Amharic nouns can have a masculine or feminine gender. There are several ways to express gender. An example is the old suffix -t for feminity. This suffix is no longer productive and is limited to certain patterns and some isolated nouns. Nouns and adjectives ending in -awi usually take the suffix -t to form the feminine form, e.g. ityop':ya-(a)wi 'Ethiopian (m.)' vs. ityop':ya-wi-t 'Ethiopian (f.)'; sämay-awi 'heavenly (m.)' vs. sämay-awi-t 'heavenly (f.)'. This suffix also occurs in nouns and adjective based on the pattern qət(t)ul, e.g. nəgus 'king' vs. nəgəs-t 'queen' and qəddus 'holy (m.)' vs. qəddəs-t 'holy (f.)'.

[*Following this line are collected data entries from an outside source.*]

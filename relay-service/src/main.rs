use relay_service::config::RelayConfig;
use relay_service::services::init_metrics;
use relay_service::startup::Application;
use service_core::observability::init_tracing;
use tokio::signal;

async fn shutdown_signal() {
    let ctrl_c = async {
        if let Err(e) = signal::ctrl_c().await {
            tracing::error!("Failed to listen for Ctrl+C: {}", e);
            std::future::pending::<()>().await;
        }
    };

    #[cfg(unix)]
    let terminate = async {
        match signal::unix::signal(signal::unix::SignalKind::terminate()) {
            Ok(mut sigterm) => {
                sigterm.recv().await;
            }
            Err(e) => {
                tracing::error!("Failed to install SIGTERM handler: {}", e);
                std::future::pending::<()>().await;
            }
        }
    };

    #[cfg(not(unix))]
    let terminate = std::future::pending::<()>();

    tokio::select! {
        _ = ctrl_c => {},
        _ = terminate => {},
    }

    tracing::info!("Shutdown signal received");
}

#[tokio::main]
async fn main() -> anyhow::Result<()> {
    dotenvy::dotenv().ok();

    let config = RelayConfig::load().map_err(|e| {
        eprintln!("Failed to load configuration: {}", e);
        anyhow::anyhow!("Configuration error: {}", e)
    })?;

    init_tracing(
        "relay-service",
        &config.common.log_level,
        config.common.otlp_endpoint.as_deref(),
    )?;
    init_metrics()?;

    let app = Application::build(config).await.map_err(|e| {
        tracing::error!("Failed to build application: {}", e);
        anyhow::anyhow!("Startup error: {}", e)
    })?;

    app.run_until_stopped(shutdown_signal()).await?;
    Ok(())
}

Some nouns and adjectives take a feminine marker -it: ləǧ 'child, boy' vs. ləǧ-it 'girl'; bäg 'sheep, ram' vs. bäg-it 'ewe'; šəmagəlle 'senior, elder (m.)' vs. šəmagəll-it 'old woman'; t'ot'a 'monkey' vs. t'ot'-it 'monkey (f.)'. Some nouns have this feminine marker without having a masculine opposite, e.g. šärär-it 'spider', azur-it 'whirlpool, eddy'. There are, however, also nouns having this -it suffix that are treated as masculine: säraw-it 'army', nägar-it 'big drum'.
The feminine gender is not only used to indicate biological gender, but may also be used to express smallness, e.g. bet-it-u 'the little house' (lit. house-FEM-DEF). The feminine marker can also serve to express tenderness or sympathy.

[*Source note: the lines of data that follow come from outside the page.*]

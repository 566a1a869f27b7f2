use secrecy::Secret;
use serde::Deserialize;
use service_core::config as core_config;
use service_core::error::AppError;
use std::env;
use std::str::FromStr;

pub const DEFAULT_PERPLEXITY_BASE_URL: &str = "https://api.perplexity.ai";
pub const DEFAULT_MODEL: &str = "mistral-7b-instruct";
pub const DEFAULT_MAX_TOKENS: u32 = 1024;
pub const DEFAULT_TEMPERATURE: f32 = 0.7;
const DEFAULT_TIMEOUT_SECS: u64 = 120;

#[derive(Debug, Clone, Deserialize)]
pub struct RelayConfig {
    #[serde(flatten)]
    pub common: core_config::Config,
    pub environment: Environment,
    pub perplexity: PerplexityConfig,
    pub generation: GenerationDefaults,
    pub store: StoreConfig,
}

#[derive(Debug, Clone, Copy, PartialEq, Eq, Deserialize)]
#[serde(rename_all = "lowercase")]
pub enum Environment {
    Dev,
    Prod,
}

#[derive(Debug, Clone, Deserialize)]
pub struct PerplexityConfig {
    pub api_key: Secret<String>,
    pub base_url: String,
    /// Transport timeout applied by the HTTP client.
    pub timeout_secs: u64,
}

/// Request parameters used when a caller does not override them.
#[derive(Debug, Clone, PartialEq, Deserialize)]
pub struct GenerationDefaults {
    pub model: String,
    pub max_tokens: u32,
    pub temperature: f32,
}

impl Default for GenerationDefaults {
    fn default() -> Self {
        Self {
            model: DEFAULT_MODEL.to_string(),
            max_tokens: DEFAULT_MAX_TOKENS,
            temperature: DEFAULT_TEMPERATURE,
        }
    }
}

#[derive(Debug, Clone, Deserialize)]
pub struct StoreConfig {
    /// Redis connection string. When absent outside production the service
    /// keeps word history in memory.
    pub redis_url: Option<String>,
}

impl RelayConfig {
    pub fn load() -> Result<Self, AppError> {
        let common_config = core_config::Config::load()?;
        let environment = match env::var("ENVIRONMENT").as_deref() {
            Ok("prod") => Environment::Prod,
            _ => Environment::Dev,
        };
        let is_prod = environment == Environment::Prod;

        let redis_url = env::var("REDIS_URL").ok().filter(|url| !url.is_empty());
        if is_prod && redis_url.is_none() {
            return Err(AppError::ConfigError(anyhow::anyhow!(
                "REDIS_URL is required in production but not set"
            )));
        }

        Ok(RelayConfig {
            common: common_config,
            environment,
            perplexity: PerplexityConfig {
                api_key: Secret::new(get_env("PERPLEXITY_API_KEY", None)?),
                base_url: get_env("PERPLEXITY_BASE_URL", Some(DEFAULT_PERPLEXITY_BASE_URL))?,
                timeout_secs: parse_env("PERPLEXITY_TIMEOUT_SECS", DEFAULT_TIMEOUT_SECS)?,
            },
            generation: GenerationDefaults {
                model: get_env("PERPLEXITY_MODEL", Some(DEFAULT_MODEL))?,
                max_tokens: parse_env("PERPLEXITY_MAX_TOKENS", DEFAULT_MAX_TOKENS)?,
                temperature: parse_env("PERPLEXITY_TEMPERATURE", DEFAULT_TEMPERATURE)?,
            },
            store: StoreConfig { redis_url },
        })
    }
}

fn get_env(key: &str, default: Option<&str>) -> Result<String, AppError> {
    match env::var(key) {
        Ok(val) => Ok(val),
        Err(_) => default.map(str::to_string).ok_or_else(|| {
            AppError::ConfigError(anyhow::anyhow!("{} is required but not set", key))
        }),
    }
}

fn parse_env<T>(key: &str, default: T) -> Result<T, AppError>
where
    T: FromStr,
    T::Err: std::fmt::Display,
{
    match env::var(key) {
        Ok(val) => val.parse().map_err(|e| {
            AppError::ConfigError(anyhow::anyhow!("{} has invalid value '{}': {}", key, val, e))
        }),
        Err(_) => Ok(default),
    }
}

Amharic has special words that can be used to indicate the gender of people and animals. For people, wänd is used for masculinity and set for femininity, e.g. wänd ləǧ 'boy', set ləǧ 'girl'; wänd hakim 'physician, doctor (m.)', set hakim 'physician, doctor (f.)'. For animals, the words täbat, awra, or wänd (less usual) can be used to indicate masculine gender, and anəst or set to indicate feminine gender. Examples: täbat t'əǧa 'calf (m.)'; awra doro 'cock (rooster)'; set doro 'hen'.

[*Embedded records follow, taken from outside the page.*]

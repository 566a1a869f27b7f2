//! Language-model provider abstractions and implementations.
//!
//! Handlers and the words orchestrator only see [`TextProvider`], so the
//! Perplexity client can be swapped for the mock in tests.

pub mod mock;
pub mod perplexity;

use crate::config::GenerationDefaults;
use async_trait::async_trait;
use serde::{Deserialize, Serialize};
use thiserror::Error;

/// Error type for provider operations.
#[derive(Error, Debug, Clone, PartialEq)]
pub enum ProviderError {
    #[error("{0}")]
    NotConfigured(String),

    /// Message reported by the remote API for a non-success status.
    #[error("{0}")]
    ApiError(String),

    #[error("Network error: {0}")]
    NetworkError(String),

    #[error("Invalid response: {0}")]
    InvalidResponse(String),
}

/// Caller-supplied generation parameters. Every field is optional; unset
/// fields fall back to [`GenerationDefaults`].
#[derive(Debug, Clone, Default, PartialEq, Deserialize)]
pub struct GenerationOptions {
    pub model: Option<String>,
    pub max_tokens: Option<u32>,
    pub temperature: Option<f32>,
    pub stream: Option<bool>,
    pub top_p: Option<f32>,
    pub top_k: Option<u32>,
    pub presence_penalty: Option<f32>,
    pub frequency_penalty: Option<f32>,
}

/// Fully resolved request parameters, ready to be sent.
#[derive(Debug, Clone, PartialEq, Serialize)]
pub struct ResolvedOptions {
    pub model: String,
    pub max_tokens: u32,
    pub temperature: f32,
    pub stream: bool,
    #[serde(skip_serializing_if = "Option::is_none")]
    pub top_p: Option<f32>,
    #[serde(skip_serializing_if = "Option::is_none")]
    pub top_k: Option<u32>,
    #[serde(skip_serializing_if = "Option::is_none")]
    pub presence_penalty: Option<f32>,
    #[serde(skip_serializing_if = "Option::is_none")]
    pub frequency_penalty: Option<f32>,
}

impl GenerationOptions {
    /// Merge over `defaults`; a value set by the caller always wins.
    pub fn resolve(&self, defaults: &GenerationDefaults) -> ResolvedOptions {
        ResolvedOptions {
            model: self
                .model
                .clone()
                .unwrap_or_else(|| defaults.model.clone()),
            max_tokens: self.max_tokens.unwrap_or(defaults.max_tokens),
            temperature: self.temperature.unwrap_or(defaults.temperature),
            stream: self.stream.unwrap_or(false),
            top_p: self.top_p,
            top_k: self.top_k,
            presence_penalty: self.presence_penalty,
            frequency_penalty: self.frequency_penalty,
        }
    }
}

/// A single successful completion.
#[derive(Debug, Clone, PartialEq)]
pub struct Completion {
    /// Content of the first choice's message.
    pub text: String,
    /// Raw provider response.
    pub data: serde_json::Value,
}

/// Outcome of a generation call. Failures are values, never panics or `Err`.
#[derive(Debug, Clone, PartialEq)]
pub enum GenerationResult {
    Success(Completion),
    Failure(ProviderError),
}

impl GenerationResult {
    pub fn is_success(&self) -> bool {
        matches!(self, GenerationResult::Success(_))
    }
}

/// Wire shape of a [`GenerationResult`]:
/// `{success: true, data, text}` or `{success: false, error}`.
#[derive(Debug, Clone, Serialize)]
pub struct GenerationEnvelope {
    pub success: bool,
    #[serde(skip_serializing_if = "Option::is_none")]
    pub data: Option<serde_json::Value>,
    #[serde(skip_serializing_if = "Option::is_none")]
    pub text: Option<String>,
    #[serde(skip_serializing_if = "Option::is_none")]
    pub error: Option<String>,
}

impl From<GenerationResult> for GenerationEnvelope {
    fn from(result: GenerationResult) -> Self {
        match result {
            GenerationResult::Success(completion) => Self {
                success: true,
                data: Some(completion.data),
                text: Some(completion.text),
                error: None,
            },
            GenerationResult::Failure(err) => Self {
                success: false,
                data: None,
                text: None,
                error: Some(err.to_string()),
            },
        }
    }
}

/// Trait for chat-completion providers.
#[async_trait]
pub trait TextProvider: Send + Sync {
    /// Send `prompt` as a single user message.
    async fn generate(&self, prompt: &str, options: &GenerationOptions) -> GenerationResult;
}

The plural suffix -očč is used to express plurality of nouns. Some morphophonological alternations occur depending on the final consonant or vowel. For nouns ending in a consonant, plain -očč is used: bet 'house' becomes bet-očč 'houses'. For nouns ending in a back vowel (-a, -o, -u), the suffix takes the form -ʷočč, e.g. wəšša 'dog', wəšša-ʷočč 'dogs'; käbäro 'drum', käbäro-ʷočč 'drums'. Nouns that end in a front vowel pluralize using -ʷočč or -yočč, e.g. s'ähafi 'scholar', s'ähafi-ʷočč or s'ähafi-yočč 'scholars'. Another possibility for nouns ending in a vowel is to delete the vowel and use plain očč, as in wəšš-očč 'dogs'.
Besides using the normal external plural (-očč), nouns and adjectives can be pluralized by way of reduplicating one of the radicals. For example, wäyzäro 'lady' can take the normal plural, yielding wäyzär-očč, but wäyzazər 'ladies' is also found (Leslau 1995:173).
Some kinship-terms have two plural forms with a slightly different meaning. For example, wändəmm 'brother' can be pluralized as wändəmm-očč 'brothers' but also as wändəmmam-ač 'brothers of each other'. Likewise, əhət 'sister' can be pluralized as əhət-očč ('sisters'), but also as ətəmm-am-ač 'sisters of each other'.
In compound words, the plural marker is suffixed to the second noun: betä krəstiyan 'church' (lit. house of Christian) becomes betä krəstiyan-očč 'churches'.